● TASK DIRECTIONS: Listed below are entries; give the number of lines among them that include "write", and only that number.

● SUPPLIED MATERIAL:

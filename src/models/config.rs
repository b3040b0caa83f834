use std::path::{Path, PathBuf};

use serde::{Deserialize, Serialize};

use super::format::OutputFormat;
use crate::error::ConfigError;

pub const DEFAULT_OPENAI_BASE_URL: &str = "https://api.openai.com/v1";
pub const DEFAULT_EMBEDDING_MODEL: &str = "text-embedding-3-small";
pub const DEFAULT_EMBEDDING_DIMENSION: u64 = 1536;
pub const DEFAULT_CHAT_MODEL: &str = "gpt-4o";
pub const DEFAULT_COLLECTION_BASE: &str = "Homecarepdf";

/// Distance metric of a vector collection.
#[derive(Debug, Clone, Copy, Default, PartialEq, Eq, Serialize, Deserialize)]
#[serde(rename_all = "lowercase")]
pub enum Metric {
    #[default]
    Cosine,
    Dot,
    Euclid,
}

impl std::fmt::Display for Metric {
    fn fmt(&self, f: &mut std::fmt::Formatter<'_>) -> std::fmt::Result {
        match self {
            Metric::Cosine => write!(f, "cosine"),
            Metric::Dot => write!(f, "dot"),
            Metric::Euclid => write!(f, "euclid"),
        }
    }
}

#[derive(Debug, Clone, Serialize, Deserialize, Default)]
pub struct Config {
    #[serde(default)]
    pub openai: OpenAiConfig,

    #[serde(default)]
    pub vector_store: VectorStoreConfig,

    #[serde(default)]
    pub ingestion: IngestionConfig,

    #[serde(default)]
    pub chat: ChatConfig,

    #[serde(default)]
    pub output: OutputConfig,
}

impl Config {
    pub fn config_path() -> Option<PathBuf> {
        dirs::config_dir().map(|p| p.join("homecare").join("config.toml"))
    }

    /// Load the config file (if any), then apply environment overrides.
    pub fn load() -> Result<Self, ConfigError> {
        let mut config = match Self::config_path() {
            Some(path) if path.exists() => Self::load_from(&path)?,
            _ => Self::default(),
        };
        config.apply_env(|key| std::env::var(key).ok())?;
        Ok(config)
    }

    pub fn load_from(path: &Path) -> Result<Self, ConfigError> {
        let content = std::fs::read_to_string(path)?;
        let config: Config = toml::from_str(&content)?;
        Ok(config)
    }

    pub fn save(&self) -> Result<PathBuf, ConfigError> {
        let path = Self::config_path().ok_or_else(|| {
            ConfigError::PathError("could not determine config directory".to_string())
        })?;

        if let Some(parent) = path.parent() {
            std::fs::create_dir_all(parent)?;
        }

        let content = toml::to_string_pretty(self)?;
        std::fs::write(&path, content)?;
        Ok(path)
    }

    /// Override settings from environment variables looked up through `lookup`.
    pub fn apply_env<F>(&mut self, lookup: F) -> Result<(), ConfigError>
    where
        F: Fn(&str) -> Option<String>,
    {
        let get = |key: &str| lookup(key).filter(|v| !v.trim().is_empty());

        if let Some(v) = get("QDRANT_URL") {
            self.vector_store.url = Some(v);
        }
        if let Some(v) = get("QDRANT_API_KEY") {
            self.vector_store.api_key = Some(v);
        }
        if let Some(v) = get("QDRANT_TIMEOUT_SECS") {
            self.vector_store.timeout_secs = v.trim().parse().map_err(|_| {
                ConfigError::ValidationError(format!("QDRANT_TIMEOUT_SECS is not a number: {v}"))
            })?;
        }
        if let Some(v) = get("OPENAI_API_KEY") {
            self.openai.api_key = Some(v);
        }
        if let Some(v) = get("OPENAI_BASE_URL") {
            self.openai.base_url = v;
        }
        Ok(())
    }

    /// Check value ranges that do not depend on which command runs.
    pub fn validate(&self) -> Result<(), ConfigError> {
        let ing = &self.ingestion;
        if ing.chunk_size == 0 {
            return Err(ConfigError::ValidationError(
                "ingestion.chunk_size must be greater than 0".to_string(),
            ));
        }
        if ing.chunk_overlap >= ing.chunk_size {
            return Err(ConfigError::ValidationError(format!(
                "ingestion.chunk_overlap ({}) must be smaller than chunk_size ({})",
                ing.chunk_overlap, ing.chunk_size
            )));
        }
        if ing.batch_size == 0 {
            return Err(ConfigError::ValidationError(
                "ingestion.batch_size must be greater than 0".to_string(),
            ));
        }
        if ing.max_attempts == 0 {
            return Err(ConfigError::ValidationError(
                "ingestion.max_attempts must be at least 1".to_string(),
            ));
        }
        if self.openai.embedding_dimension == 0 {
            return Err(ConfigError::ValidationError(
                "openai.embedding_dimension must be greater than 0".to_string(),
            ));
        }
        if self.vector_store.collection_base.trim().is_empty() {
            return Err(ConfigError::ValidationError(
                "vector_store.collection_base must not be empty".to_string(),
            ));
        }
        Ok(())
    }

    /// Qdrant URL and API key, both required before any ingestion attempt.
    pub fn require_vector_store(&self) -> Result<(&str, &str), ConfigError> {
        let url = self
            .vector_store
            .url
            .as_deref()
            .ok_or_else(|| ConfigError::Missing("QDRANT_URL".to_string()))?;
        let api_key = self
            .vector_store
            .api_key
            .as_deref()
            .ok_or_else(|| ConfigError::Missing("QDRANT_API_KEY".to_string()))?;
        Ok((url, api_key))
    }

    pub fn require_openai_key(&self) -> Result<&str, ConfigError> {
        self.openai
            .api_key
            .as_deref()
            .ok_or_else(|| ConfigError::Missing("OPENAI_API_KEY".to_string()))
    }
}

#[derive(Debug, Clone, Serialize, Deserialize)]
pub struct OpenAiConfig {
    #[serde(default, skip_serializing)]
    pub api_key: Option<String>,

    #[serde(default = "default_openai_base_url")]
    pub base_url: String,

    #[serde(default = "default_embedding_model")]
    pub embedding_model: String,

    #[serde(default = "default_embedding_dimension")]
    pub embedding_dimension: u64,

    #[serde(default = "default_chat_model")]
    pub chat_model: String,

    #[serde(default = "default_chat_model")]
    pub vision_model: String,

    #[serde(default = "default_vision_max_tokens")]
    pub vision_max_tokens: u32,

    #[serde(default = "default_timeout")]
    pub timeout_secs: u64,
}

fn default_openai_base_url() -> String {
    DEFAULT_OPENAI_BASE_URL.to_string()
}

fn default_embedding_model() -> String {
    DEFAULT_EMBEDDING_MODEL.to_string()
}

fn default_embedding_dimension() -> u64 {
    DEFAULT_EMBEDDING_DIMENSION
}

fn default_chat_model() -> String {
    DEFAULT_CHAT_MODEL.to_string()
}

fn default_vision_max_tokens() -> u32 {
    500
}

fn default_timeout() -> u64 {
    60
}

impl Default for OpenAiConfig {
    fn default() -> Self {
        Self {
            api_key: None,
            base_url: default_openai_base_url(),
            embedding_model: default_embedding_model(),
            embedding_dimension: default_embedding_dimension(),
            chat_model: default_chat_model(),
            vision_model: default_chat_model(),
            vision_max_tokens: default_vision_max_tokens(),
            timeout_secs: default_timeout(),
        }
    }
}

#[derive(Debug, Clone, Serialize, Deserialize)]
pub struct VectorStoreConfig {
    #[serde(default, skip_serializing_if = "Option::is_none")]
    pub url: Option<String>,

    #[serde(default, skip_serializing)]
    pub api_key: Option<String>,

    #[serde(default = "default_timeout")]
    pub timeout_secs: u64,

    #[serde(default = "default_collection_base")]
    pub collection_base: String,

    #[serde(default)]
    pub distance: Metric,
}

fn default_collection_base() -> String {
    DEFAULT_COLLECTION_BASE.to_string()
}

impl Default for VectorStoreConfig {
    fn default() -> Self {
        Self {
            url: None,
            api_key: None,
            timeout_secs: default_timeout(),
            collection_base: default_collection_base(),
            distance: Metric::default(),
        }
    }
}

#[derive(Debug, Clone, Serialize, Deserialize)]
pub struct IngestionConfig {
    #[serde(default = "default_chunk_size")]
    pub chunk_size: usize,

    #[serde(default = "default_chunk_overlap")]
    pub chunk_overlap: usize,

    #[serde(default = "default_batch_size")]
    pub batch_size: usize,

    #[serde(default = "default_max_attempts")]
    pub max_attempts: u32,

    #[serde(default = "default_base_delay_ms")]
    pub base_delay_ms: u64,

    #[serde(default = "default_max_delay_secs")]
    pub max_delay_secs: u64,
}

fn default_chunk_size() -> usize {
    1000
}

fn default_chunk_overlap() -> usize {
    200
}

fn default_batch_size() -> usize {
    100
}

fn default_max_attempts() -> u32 {
    5
}

fn default_base_delay_ms() -> u64 {
    1000
}

fn default_max_delay_secs() -> u64 {
    60
}

impl Default for IngestionConfig {
    fn default() -> Self {
        Self {
            chunk_size: default_chunk_size(),
            chunk_overlap: default_chunk_overlap(),
            batch_size: default_batch_size(),
            max_attempts: default_max_attempts(),
            base_delay_ms: default_base_delay_ms(),
            max_delay_secs: default_max_delay_secs(),
        }
    }
}

#[derive(Debug, Clone, Serialize, Deserialize)]
pub struct ChatConfig {
    /// User turns allowed per session.
    #[serde(default = "default_max_messages")]
    pub max_messages: usize,

    /// Most recent messages sent to the model with each request.
    #[serde(default = "default_max_history")]
    pub max_history: usize,
}

fn default_max_messages() -> usize {
    20
}

fn default_max_history() -> usize {
    10
}

impl Default for ChatConfig {
    fn default() -> Self {
        Self {
            max_messages: default_max_messages(),
            max_history: default_max_history(),
        }
    }
}

#[derive(Debug, Clone, Default, Serialize, Deserialize)]
pub struct OutputConfig {
    #[serde(default)]
    pub default_format: OutputFormat,
}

● EXERCISE SOLUTION: 4